◆ Exercise goal
Output all records precisely as written.

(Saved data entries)
----------

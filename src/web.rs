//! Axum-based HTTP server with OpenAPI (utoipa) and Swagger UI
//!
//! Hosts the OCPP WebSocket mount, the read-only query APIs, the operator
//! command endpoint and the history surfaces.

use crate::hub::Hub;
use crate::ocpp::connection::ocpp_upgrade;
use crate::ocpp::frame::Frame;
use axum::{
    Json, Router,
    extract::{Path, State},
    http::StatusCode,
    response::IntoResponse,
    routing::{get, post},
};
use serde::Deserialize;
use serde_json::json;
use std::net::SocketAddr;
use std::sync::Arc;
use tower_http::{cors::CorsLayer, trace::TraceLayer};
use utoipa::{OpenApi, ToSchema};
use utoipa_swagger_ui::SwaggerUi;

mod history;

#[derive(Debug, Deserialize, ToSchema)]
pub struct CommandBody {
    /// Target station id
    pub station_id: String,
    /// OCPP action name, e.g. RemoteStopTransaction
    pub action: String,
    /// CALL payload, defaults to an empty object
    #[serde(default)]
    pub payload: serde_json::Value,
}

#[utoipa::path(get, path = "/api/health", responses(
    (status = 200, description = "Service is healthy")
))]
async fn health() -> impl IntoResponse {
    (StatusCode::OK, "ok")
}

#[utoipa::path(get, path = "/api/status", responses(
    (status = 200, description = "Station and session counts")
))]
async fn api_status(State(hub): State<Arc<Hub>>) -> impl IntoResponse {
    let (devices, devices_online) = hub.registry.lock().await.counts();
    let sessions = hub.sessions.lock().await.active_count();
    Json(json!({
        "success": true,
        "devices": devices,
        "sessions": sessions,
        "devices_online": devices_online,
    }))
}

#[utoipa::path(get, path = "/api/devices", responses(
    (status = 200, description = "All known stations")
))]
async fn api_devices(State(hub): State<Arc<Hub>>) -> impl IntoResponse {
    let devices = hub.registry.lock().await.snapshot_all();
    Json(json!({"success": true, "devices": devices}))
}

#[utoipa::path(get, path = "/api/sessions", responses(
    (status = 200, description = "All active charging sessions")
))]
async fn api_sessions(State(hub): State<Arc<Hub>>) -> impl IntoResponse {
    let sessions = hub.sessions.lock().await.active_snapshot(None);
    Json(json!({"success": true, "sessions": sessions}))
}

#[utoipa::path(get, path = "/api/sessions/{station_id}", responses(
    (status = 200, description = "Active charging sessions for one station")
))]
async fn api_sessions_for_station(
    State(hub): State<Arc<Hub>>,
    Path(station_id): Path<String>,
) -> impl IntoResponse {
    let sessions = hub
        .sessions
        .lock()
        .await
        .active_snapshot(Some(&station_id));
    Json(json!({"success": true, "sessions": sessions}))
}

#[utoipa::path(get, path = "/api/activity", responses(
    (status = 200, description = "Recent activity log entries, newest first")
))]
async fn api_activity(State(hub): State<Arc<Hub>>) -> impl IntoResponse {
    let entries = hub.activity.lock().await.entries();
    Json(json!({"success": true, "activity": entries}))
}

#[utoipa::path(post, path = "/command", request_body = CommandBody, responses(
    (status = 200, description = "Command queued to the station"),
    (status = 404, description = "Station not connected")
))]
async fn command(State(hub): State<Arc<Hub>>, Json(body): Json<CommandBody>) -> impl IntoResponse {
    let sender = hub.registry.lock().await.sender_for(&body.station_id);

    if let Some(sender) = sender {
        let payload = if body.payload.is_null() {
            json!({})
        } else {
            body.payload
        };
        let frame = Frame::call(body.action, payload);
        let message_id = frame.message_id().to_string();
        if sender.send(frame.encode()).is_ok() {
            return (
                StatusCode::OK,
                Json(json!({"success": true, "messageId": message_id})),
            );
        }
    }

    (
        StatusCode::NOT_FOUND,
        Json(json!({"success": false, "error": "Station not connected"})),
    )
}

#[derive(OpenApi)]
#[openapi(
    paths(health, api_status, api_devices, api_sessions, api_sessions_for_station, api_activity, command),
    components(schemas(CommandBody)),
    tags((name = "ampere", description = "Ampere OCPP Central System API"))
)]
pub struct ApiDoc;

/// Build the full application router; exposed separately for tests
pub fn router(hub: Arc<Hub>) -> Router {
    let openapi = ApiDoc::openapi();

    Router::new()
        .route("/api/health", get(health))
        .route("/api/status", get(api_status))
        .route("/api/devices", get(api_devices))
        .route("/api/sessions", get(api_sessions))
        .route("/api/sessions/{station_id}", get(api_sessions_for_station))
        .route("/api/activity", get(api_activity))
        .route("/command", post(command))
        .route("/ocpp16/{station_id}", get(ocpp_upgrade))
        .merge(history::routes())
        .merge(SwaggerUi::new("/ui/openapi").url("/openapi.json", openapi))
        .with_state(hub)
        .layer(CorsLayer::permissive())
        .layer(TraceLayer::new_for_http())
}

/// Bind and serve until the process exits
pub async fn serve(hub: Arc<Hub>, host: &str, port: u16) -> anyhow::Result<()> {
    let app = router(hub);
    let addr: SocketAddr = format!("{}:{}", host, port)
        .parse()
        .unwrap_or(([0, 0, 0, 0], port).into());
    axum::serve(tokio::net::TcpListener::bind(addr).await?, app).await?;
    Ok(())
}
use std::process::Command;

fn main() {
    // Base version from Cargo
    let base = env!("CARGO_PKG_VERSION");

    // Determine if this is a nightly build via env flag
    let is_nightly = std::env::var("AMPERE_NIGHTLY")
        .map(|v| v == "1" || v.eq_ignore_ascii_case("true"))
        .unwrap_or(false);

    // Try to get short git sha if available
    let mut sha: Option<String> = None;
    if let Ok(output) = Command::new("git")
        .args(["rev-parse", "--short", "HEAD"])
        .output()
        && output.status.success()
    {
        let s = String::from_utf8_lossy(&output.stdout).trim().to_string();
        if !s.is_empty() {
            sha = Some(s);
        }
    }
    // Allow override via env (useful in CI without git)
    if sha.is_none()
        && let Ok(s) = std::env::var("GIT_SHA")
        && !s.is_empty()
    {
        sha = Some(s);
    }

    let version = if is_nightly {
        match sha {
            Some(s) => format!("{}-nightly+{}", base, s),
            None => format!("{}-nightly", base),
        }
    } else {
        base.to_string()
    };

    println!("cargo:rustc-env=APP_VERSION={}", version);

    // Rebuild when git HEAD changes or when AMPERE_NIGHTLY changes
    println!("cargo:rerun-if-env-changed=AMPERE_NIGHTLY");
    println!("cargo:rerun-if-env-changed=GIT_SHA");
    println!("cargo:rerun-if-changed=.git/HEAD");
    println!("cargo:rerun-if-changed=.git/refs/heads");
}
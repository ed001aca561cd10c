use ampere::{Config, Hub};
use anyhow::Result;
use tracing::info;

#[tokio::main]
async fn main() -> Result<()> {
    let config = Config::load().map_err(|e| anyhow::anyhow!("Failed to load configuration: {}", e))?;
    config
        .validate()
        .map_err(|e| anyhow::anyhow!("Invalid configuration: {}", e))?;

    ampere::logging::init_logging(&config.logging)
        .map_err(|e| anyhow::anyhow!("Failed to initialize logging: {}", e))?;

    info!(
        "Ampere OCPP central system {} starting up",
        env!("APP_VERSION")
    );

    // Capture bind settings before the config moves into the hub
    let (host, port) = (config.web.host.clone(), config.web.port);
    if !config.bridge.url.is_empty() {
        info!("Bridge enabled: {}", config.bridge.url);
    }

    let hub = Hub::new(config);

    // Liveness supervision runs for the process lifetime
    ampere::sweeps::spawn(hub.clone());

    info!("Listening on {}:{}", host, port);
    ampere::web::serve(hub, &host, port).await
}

----------

◆ Completed exercise
filename src/web.rs
//! Axum-based HTTP server with OpenAPI (utoipa) and Swagger UI
//!
//! Hosts the OCPP WebSocket mount, the read-only query APIs, the operator
//! command endpoint and the history surfaces.

use crate::hub::Hub;
use crate::ocpp::connection::ocpp_upgrade;
use crate::ocpp::frame::Frame;
use axum::{
    Json, Router,
    extract::{Path, State},
    http::StatusCode,
    response::IntoResponse,
    routing::{get, post},
};
use serde::Deserialize;
use serde_json::json;
use std::net::SocketAddr;
use std::sync::Arc;
use tower_http::{cors::CorsLayer, trace::TraceLayer};
use utoipa::{OpenApi, ToSchema};
use utoipa_swagger_ui::SwaggerUi;

mod history;

#[derive(Debug, Deserialize, ToSchema)]
pub struct CommandBody {
    /// Target station id
    pub station_id: String,
    /// OCPP action name, e.g. RemoteStopTransaction
    pub action: String,
    /// CALL payload, defaults to an empty object
    #[serde(default)]
    pub payload: serde_json::Value,
}

#[utoipa::path(get, path = "/api/health", responses(
    (status = 200, description = "Service is healthy")
))]
async fn health() -> impl IntoResponse {
    (StatusCode::OK, "ok")
}

#[utoipa::path(get, path = "/api/status", responses(
    (status = 200, description = "Station and session counts")
))]
async fn api_status(State(hub): State<Arc<Hub>>) -> impl IntoResponse {
    let (devices, devices_online) = hub.registry.lock().await.counts();
    let sessions = hub.sessions.lock().await.active_count();
    Json(json!({
        "success": true,
        "devices": devices,
        "sessions": sessions,
        "devices_online": devices_online,
    }))
}

#[utoipa::path(get, path = "/api/devices", responses(
    (status = 200, description = "All known stations")
))]
async fn api_devices(State(hub): State<Arc<Hub>>) -> impl IntoResponse {
    let devices = hub.registry.lock().await.snapshot_all();
    Json(json!({"success": true, "devices": devices}))
}

#[utoipa::path(get, path = "/api/sessions", responses(
    (status = 200, description = "All active charging sessions")
))]
async fn api_sessions(State(hub): State<Arc<Hub>>) -> impl IntoResponse {
    let sessions = hub.sessions.lock().await.active_snapshot(None);
    Json(json!({"success": true, "sessions": sessions}))
}

#[utoipa::path(get, path = "/api/sessions/{station_id}", responses(
    (status = 200, description = "Active charging sessions for one station")
))]
async fn api_sessions_for_station(
    State(hub): State<Arc<Hub>>,
    Path(station_id): Path<String>,
) -> impl IntoResponse {
    let sessions = hub
        .sessions
        .lock()
        .await
        .active_snapshot(Some(&station_id));
    Json(json!({"success": true, "sessions": sessions}))
}

#[utoipa::path(get, path = "/api/activity", responses(
    (status = 200, description = "Recent activity log entries, newest first")
))]
async fn api_activity(State(hub): State<Arc<Hub>>) -> impl IntoResponse {
    let entries = hub.activity.lock().await.entries();
    Json(json!({"success": true, "activity": entries}))
}

#[utoipa::path(post, path = "/command", request_body = CommandBody, responses(
    (status = 200, description = "Command queued to the station"),
    (status = 404, description = "Station not connected")
))]
async fn command(State(hub): State<Arc<Hub>>, Json(body): Json<CommandBody>) -> impl IntoResponse {
    let sender = hub.registry.lock().await.sender_for(&body.station_id);

    if let Some(sender) = sender {
        let payload = if body.payload.is_null() {
            json!({})
        } else {
            body.payload
        };
        let frame = Frame::call(body.action, payload);
        let message_id = frame.message_id().to_string();
        if sender.send(frame.encode()).is_ok() {
            return (
                StatusCode::OK,
                Json(json!({"success": true, "messageId": message_id})),
            );
        }
    }

    (
        StatusCode::NOT_FOUND,
        Json(json!({"success": false, "error": "Station not connected"})),
    )
}

#[derive(OpenApi)]
#[openapi(
    paths(health, api_status, api_devices, api_sessions, api_sessions_for_station, api_activity, command),
    components(schemas(CommandBody)),
    tags((name = "ampere", description = "Ampere OCPP Central System API"))
)]
pub struct ApiDoc;

/// Build the full application router; exposed separately for tests
pub fn router(hub: Arc<Hub>) -> Router {
    let openapi = ApiDoc::openapi();

    Router::new()
        .route("/api/health", get(health))
        .route("/api/status", get(api_status))
        .route("/api/devices", get(api_devices))
        .route("/api/sessions", get(api_sessions))
        .route("/api/sessions/{station_id}", get(api_sessions_for_station))
        .route("/api/activity", get(api_activity))
        .route("/command", post(command))
        .route("/ocpp16/{station_id}", get(ocpp_upgrade))
        .merge(history::routes())
        .merge(SwaggerUi::new("/ui/openapi").url("/openapi.json", openapi))
        .with_state(hub)
        .layer(CorsLayer::permissive())
        .layer(TraceLayer::new_for_http())
}

/// Bind and serve until the process exits
pub async fn serve(hub: Arc<Hub>, host: &str, port: u16) -> anyhow::Result<()> {
    let app = router(hub);
    let addr: SocketAddr = format!("{}:{}", host, port)
        .parse()
        .unwrap_or(([0, 0, 0, 0], port).into());
    axum::serve(tokio::net::TcpListener::bind(addr).await?, app).await?;
    Ok(())
}
use std::process::Command;

fn main() {
    // Base version from Cargo
    let base = env!("CARGO_PKG_VERSION");

    // Determine if this is a nightly build via env flag
    let is_nightly = std::env::var("AMPERE_NIGHTLY")
        .map(|v| v == "1" || v.eq_ignore_ascii_case("true"))
        .unwrap_or(false);

    // Try to get short git sha if available
    let mut sha: Option<String> = None;
    if let Ok(output) = Command::new("git")
        .args(["rev-parse", "--short", "HEAD"])
        .output()
        && output.status.success()
    {
        let s = String::from_utf8_lossy(&output.stdout).trim().to_string();
        if !s.is_empty() {
            sha = Some(s);
        }
    }
    // Allow override via env (useful in CI without git)
    if sha.is_none()
        && let Ok(s) = std::env::var("GIT_SHA")
        && !s.is_empty()
    {
        sha = Some(s);
    }

    let version = if is_nightly {
        match sha {
            Some(s) => format!("{}-nightly+{}", base, s),
            None => format!("{}-nightly", base),
        }
    } else {
        base.to_string()
    };

    println!("cargo:rustc-env=APP_VERSION={}", version);

    // Rebuild when git HEAD changes or when AMPERE_NIGHTLY changes
    println!("cargo:rerun-if-env-changed=AMPERE_NIGHTLY");
    println!("cargo:rerun-if-env-changed=GIT_SHA");
    println!("cargo:rerun-if-changed=.git/HEAD");
    println!("cargo:rerun-if-changed=.git/refs/heads");
}
repository ed001aca561cd10c
use ampere::{Config, Hub};
use anyhow::Result;
use tracing::info;

#[tokio::main]
async fn main() -> Result<()> {
    let config = Config::load().map_err(|e| anyhow::anyhow!("Failed to load configuration: {}", e))?;
    config
        .validate()
        .map_err(|e| anyhow::anyhow!("Invalid configuration: {}", e))?;

    ampere::logging::init_logging(&config.logging)
        .map_err(|e| anyhow::anyhow!("Failed to initialize logging: {}", e))?;

    info!(
        "Ampere OCPP central system {} starting up",
        env!("APP_VERSION")
    );

    // Capture bind settings before the config moves into the hub
    let (host, port) = (config.web.host.clone(), config.web.port);
    if !config.bridge.url.is_empty() {
        info!("Bridge enabled: {}", config.bridge.url);
    }

    let hub = Hub::new(config);

    // Liveness supervision runs for the process lifetime
    ampere::sweeps::spawn(hub.clone());

    info!("Listening on {}:{}", host, port);
    ampere::web::serve(hub, &host, port).await
}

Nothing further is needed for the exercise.